• **THE TASK**:
Determine which lines of the records include the word "RestControlPlane", and copy them.

== GIVEN RECORDS ==

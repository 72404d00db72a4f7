//! HTTP implementation of [`ControlPlane`].

use std::collections::BTreeSet;
use std::sync::Arc;
use std::time::Duration;

use reqwest::{Method, StatusCode};
use serde::de::DeserializeOwned;
use serde::{Deserialize, Serialize};
use tracing::debug;

use super::{
    ApplicationDescription, ControlPlane, ControlPlaneConnector, ControlPlaneError,
    ControlPlaneFuture, DeploymentEvent, ServiceDescription,
};

const HTTP_TIMEOUT: Duration = Duration::from_secs(30);

/// Envelope every gateway response is wrapped in.
#[derive(Deserialize)]
#[serde(rename_all = "camelCase")]
struct Envelope<T> {
    #[serde(default)]
    message: Option<String>,
    #[serde(default)]
    message_id: Option<String>,
    response: Option<T>,
}

#[derive(Default, Deserialize)]
struct Events {
    #[serde(default)]
    events: Vec<DeploymentEvent>,
}

#[derive(Deserialize)]
struct Undeployed {
    #[serde(rename = "deploymentID", alias = "deploymentId")]
    deployment_id: String,
}

/// Admin view of the cluster machines, keyed `hostname/address`.
#[derive(Default, Deserialize)]
struct HostsByAddress {
    #[serde(rename = "HostsByAddress-Elements", default)]
    elements: Vec<String>,
}

impl HostsByAddress {
    fn addresses(self) -> BTreeSet<String> {
        self.elements
            .into_iter()
            .filter_map(|entry| entry.rsplit('/').next().map(str::to_owned))
            .filter(|address| !address.is_empty())
            .collect()
    }
}

#[derive(Serialize)]
struct SetInstances {
    count: u32,
}

/// Control plane client speaking the versioned REST gateway protocol.
#[derive(Clone, Debug)]
pub struct RestControlPlane {
    client: reqwest::Client,
    base: String,
}

impl RestControlPlane {
    /// Builds a client for the gateway at `url` using `api_version` as the
    /// path prefix.
    ///
    /// # Errors
    ///
    /// Returns [`ControlPlaneError::InvalidUrl`] when `url` is not an
    /// absolute HTTP URL.
    pub fn new(url: &str, api_version: &str) -> Result<Self, ControlPlaneError> {
        let trimmed = url.trim().trim_end_matches('/');
        let parsed = reqwest::Url::parse(trimmed).map_err(|err| ControlPlaneError::InvalidUrl {
            url: url.to_owned(),
            message: err.to_string(),
        })?;
        if !matches!(parsed.scheme(), "http" | "https") {
            return Err(ControlPlaneError::InvalidUrl {
                url: url.to_owned(),
                message: format!("unsupported scheme {}", parsed.scheme()),
            });
        }

        let client = reqwest::Client::builder()
            .timeout(HTTP_TIMEOUT)
            .build()
            .unwrap_or_else(|_| reqwest::Client::new());
        Ok(Self {
            client,
            base: format!("{trimmed}/{}", api_version.trim_matches('/')),
        })
    }

    /// Versioned gateway root, without a trailing slash.
    #[must_use]
    pub fn base(&self) -> &str {
        &self.base
    }

    async fn send<B>(
        &self,
        method: Method,
        path: &str,
        body: Option<&B>,
    ) -> Result<Vec<u8>, ControlPlaneError>
    where
        B: Serialize + Sync,
    {
        let url = format!("{}{path}", self.base);
        debug!(%method, %url, "control plane request");

        let mut request = self.client.request(method, &url);
        if let Some(payload) = body {
            request = request.json(payload);
        }
        let response = request
            .send()
            .await
            .map_err(|err| ControlPlaneError::Connection {
                url: url.clone(),
                message: err.to_string(),
            })?;

        let status = response.status();
        let bytes = response
            .bytes()
            .await
            .map_err(|err| ControlPlaneError::Connection {
                url: url.clone(),
                message: err.to_string(),
            })?;

        if status == StatusCode::NOT_FOUND {
            return Err(ControlPlaneError::NotFound {
                path: path.to_owned(),
            });
        }
        if !status.is_success() {
            return Err(ControlPlaneError::Http {
                path: path.to_owned(),
                status: status.as_u16(),
                message: error_message(&bytes),
            });
        }
        Ok(bytes.to_vec())
    }

    async fn call<B, T>(
        &self,
        method: Method,
        path: &str,
        body: Option<&B>,
    ) -> Result<Option<T>, ControlPlaneError>
    where
        B: Serialize + Sync,
        T: DeserializeOwned,
    {
        let bytes = self.send(method, path, body).await?;
        if bytes.is_empty() {
            return Ok(None);
        }

        let envelope: Envelope<T> =
            serde_json::from_slice(&bytes).map_err(|err| ControlPlaneError::Decode {
                path: path.to_owned(),
                message: err.to_string(),
            })?;
        Ok(envelope.response)
    }

    async fn fetch<T: DeserializeOwned>(&self, path: &str) -> Result<T, ControlPlaneError> {
        self.call::<(), T>(Method::GET, path, None)
            .await?
            .ok_or_else(|| ControlPlaneError::Decode {
                path: path.to_owned(),
                message: String::from("response body carried no payload"),
            })
    }
}

/// Extracts the most useful message from an error body.
fn error_message(body: &[u8]) -> String {
    serde_json::from_slice::<Envelope<serde_json::Value>>(body)
        .ok()
        .and_then(|envelope| envelope.message.or(envelope.message_id))
        .unwrap_or_else(|| String::from_utf8_lossy(body).trim().to_owned())
}

impl ControlPlane for RestControlPlane {
    fn ping(&self) -> ControlPlaneFuture<'_, ()> {
        Box::pin(async move {
            self.call::<(), serde_json::Value>(Method::GET, "/service/testrest", None)
                .await
                .map(|_| ())
        })
    }

    fn service_description<'a>(
        &'a self,
        application: &'a str,
        service: &'a str,
    ) -> ControlPlaneFuture<'a, ServiceDescription> {
        Box::pin(async move {
            self.fetch(&format!("/deployments/{application}/service/{service}/description"))
                .await
        })
    }

    fn service_descriptions<'a>(
        &'a self,
        deployment_id: &'a str,
    ) -> ControlPlaneFuture<'a, Vec<ServiceDescription>> {
        Box::pin(async move { self.fetch(&format!("/deployments/{deployment_id}/description")).await })
    }

    fn applications(&self) -> ControlPlaneFuture<'_, Vec<ApplicationDescription>> {
        Box::pin(async move { self.fetch("/deployments/applications/description").await })
    }

    fn undeploy_application<'a>(&'a self, application: &'a str) -> ControlPlaneFuture<'a, String> {
        Box::pin(async move {
            let path = format!("/deployments/{application}");
            let undeployed: Undeployed = self
                .call::<(), Undeployed>(Method::DELETE, &path, None)
                .await?
                .ok_or_else(|| ControlPlaneError::Decode {
                    path: path.clone(),
                    message: String::from("response body carried no deployment id"),
                })?;
            Ok(undeployed.deployment_id)
        })
    }

    fn undeploy_service<'a>(
        &'a self,
        application: &'a str,
        service: &'a str,
    ) -> ControlPlaneFuture<'a, ()> {
        Box::pin(async move {
            self.call::<(), serde_json::Value>(
                Method::DELETE,
                &format!("/deployments/{application}/services/{service}"),
                None,
            )
            .await
            .map(|_| ())
        })
    }

    fn deployment_events<'a>(
        &'a self,
        deployment_id: &'a str,
        from: i64,
    ) -> ControlPlaneFuture<'a, Vec<DeploymentEvent>> {
        Box::pin(async move {
            let path = format!("/deployments/{deployment_id}/events/?from={from}&to=-1");
            let events: Option<Events> = self.call::<(), Events>(Method::GET, &path, None).await?;
            Ok(events.unwrap_or_default().events)
        })
    }

    fn set_instances<'a>(
        &'a self,
        application: &'a str,
        service: &'a str,
        count: u32,
    ) -> ControlPlaneFuture<'a, ()> {
        Box::pin(async move {
            self.call::<SetInstances, serde_json::Value>(
                Method::POST,
                &format!("/deployments/{application}/services/{service}/count"),
                Some(&SetInstances { count }),
            )
            .await
            .map(|_| ())
        })
    }

    fn machine_hosts(&self) -> ControlPlaneFuture<'_, BTreeSet<String>> {
        Box::pin(async move {
            let path = "/admin/machines/HostsByAddress";
            let bytes = self.send::<()>(Method::GET, path, None).await?;
            if bytes.is_empty() {
                return Ok(BTreeSet::new());
            }
            let hosts: HostsByAddress =
                serde_json::from_slice(&bytes).map_err(|err| ControlPlaneError::Decode {
                    path: path.to_owned(),
                    message: err.to_string(),
                })?;
            Ok(hosts.addresses())
        })
    }
}

/// Opens [`RestControlPlane`] clients for a fixed API version.
#[derive(Clone, Debug)]
pub struct RestConnector {
    api_version: String,
}

impl RestConnector {
    /// Creates a connector using `api_version` as the path prefix.
    #[must_use]
    pub fn new(api_version: impl Into<String>) -> Self {
        Self {
            api_version: api_version.into(),
        }
    }
}

impl ControlPlaneConnector for RestConnector {
    fn connect(&self, url: &str) -> Result<Arc<dyn ControlPlane>, ControlPlaneError> {
        let client = RestControlPlane::new(url, &self.api_version)?;
        Ok(Arc::new(client))
    }
}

===

• **SOLUTION**:
pub struct RestControlPlane {
impl RestControlPlane {
impl ControlPlane for RestControlPlane {
/// Opens [`RestControlPlane`] clients for a fixed API version.
        let client = RestControlPlane::new(url, &self.api_version)?;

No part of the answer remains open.